Analysis of somatic mutations in whole blood from 200,618 individuals identifies pervasive positive selection and novel drivers of clonal hematopoiesis

Human aging is marked by the emergence of a tapestry of clonal expansions in dividing tissues, particularly evident in blood as clonal hematopoiesis (CH). CH, linked to cancer risk and aging-related phenotypes, often stems from somatic mutations in a set of established genes. However, the majority of clones lack known drivers. Here we infer gene-level positive selection in whole blood exomes from 200,618 individuals in UK Biobank.

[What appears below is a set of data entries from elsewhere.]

//! Data source collaborators.
//!
//! A source produces a [`RawTable`] from somewhere; the pipeline never knows
//! where. Sources are explicit: a failing source is an error, there is no
//! fallback to another location.

pub mod csv;
pub mod http;

pub use self::csv::{CsvFileSource, CsvTextSource};
pub use self::http::HttpCsvSource;

use crate::error::{DataError, Result};
use crate::table::RawTable;
use std::fmt;
use std::time::Duration;
use tracing::warn;

/// Trait for dataset providers
pub trait DataSource: fmt::Debug {
    /// Stable identity of the source, used as the cache key.
    fn id(&self) -> String;

    /// Load the full table.
    fn load(&self) -> Result<RawTable>;
}

impl<S: DataSource + ?Sized> DataSource for Box<S> {
    fn id(&self) -> String {
        (**self).id()
    }

    fn load(&self) -> Result<RawTable> {
        (**self).load()
    }
}

/// Retry policy for transient source failures.
#[derive(Debug, Clone, PartialEq)]
pub struct RetryPolicy {
    /// Total attempts including the first (default: 2, i.e. one retry)
    pub max_attempts: u32,
    /// Delay before the first retry (default: 500ms)
    pub initial_backoff: Duration,
    /// Backoff growth factor between retries (default: 2.0)
    pub multiplier: f64,
}

impl Default for RetryPolicy {
    fn default() -> Self {
        Self {
            max_attempts: 2,
            initial_backoff: Duration::from_millis(500),
            multiplier: 2.0,
        }
    }
}

impl RetryPolicy {
    /// A policy that never retries.
    pub const fn none() -> Self {
        Self {
            max_attempts: 1,
            initial_backoff: Duration::ZERO,
            multiplier: 1.0,
        }
    }

    /// Delay before retry number `retry` (1-based).
    pub fn backoff(&self, retry: u32) -> Duration {
        let factor = self.multiplier.max(1.0).powi(retry.saturating_sub(1) as i32);
        self.initial_backoff.mul_f64(factor)
    }

    /// Run `op` until it succeeds, fails permanently, or attempts run out.
    ///
    /// Only errors for which [`DataError::is_transient`] holds are retried.
    pub fn run<T, F>(&self, mut op: F) -> Result<T>
    where
        F: FnMut(u32) -> Result<T>,
    {
        let attempts = self.max_attempts.max(1);
        let mut attempt = 1;
        loop {
            match op(attempt) {
                Ok(value) => return Ok(value),
                Err(err) if err.is_transient() && attempt < attempts => {
                    let delay = self.backoff(attempt);
                    warn!(attempt, ?delay, error = %err, "Transient source failure, retrying");
                    std::thread::sleep(delay);
                    attempt += 1;
                }
                Err(err) => return Err(err),
            }
        }
    }
}

/// Build a [`DataError::Source`] for the given source identity.
pub(crate) fn source_error(source_id: &str, reason: impl Into<String>) -> DataError {
    DataError::Source {
        source_id: source_id.to_string(),
        reason: reason.into(),
    }
}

We identify 17 additional genes, ZBTB33 , ZNF318 , ZNF234 , SPRED2 , SH2B3 , SRCAP , SIK3 , SRSF1 , CHEK2 , CCDC115 , CCL22 , BAX , YLPM1 , MYD88 , MTA2 , MAGEC3 and IGLL5 , under positive selection at a population level, and validate this selection pattern in 10,837 whole genomes from single-cell-derived hematopoietic colonies. Clones with mutations in these genes grow in frequency and size with age, comparable to classical CH drivers. They correlate with heightened risk of infection, death and hematological malignancy, highlighting the significance of these additional genes in the aging process. Fitness-based analysis of 200,618 UK Biobank exomes and single-cell-derived hematopoietic clones identifies 17 genes under positive selection, including novel drivers of clonal hematopoiesis.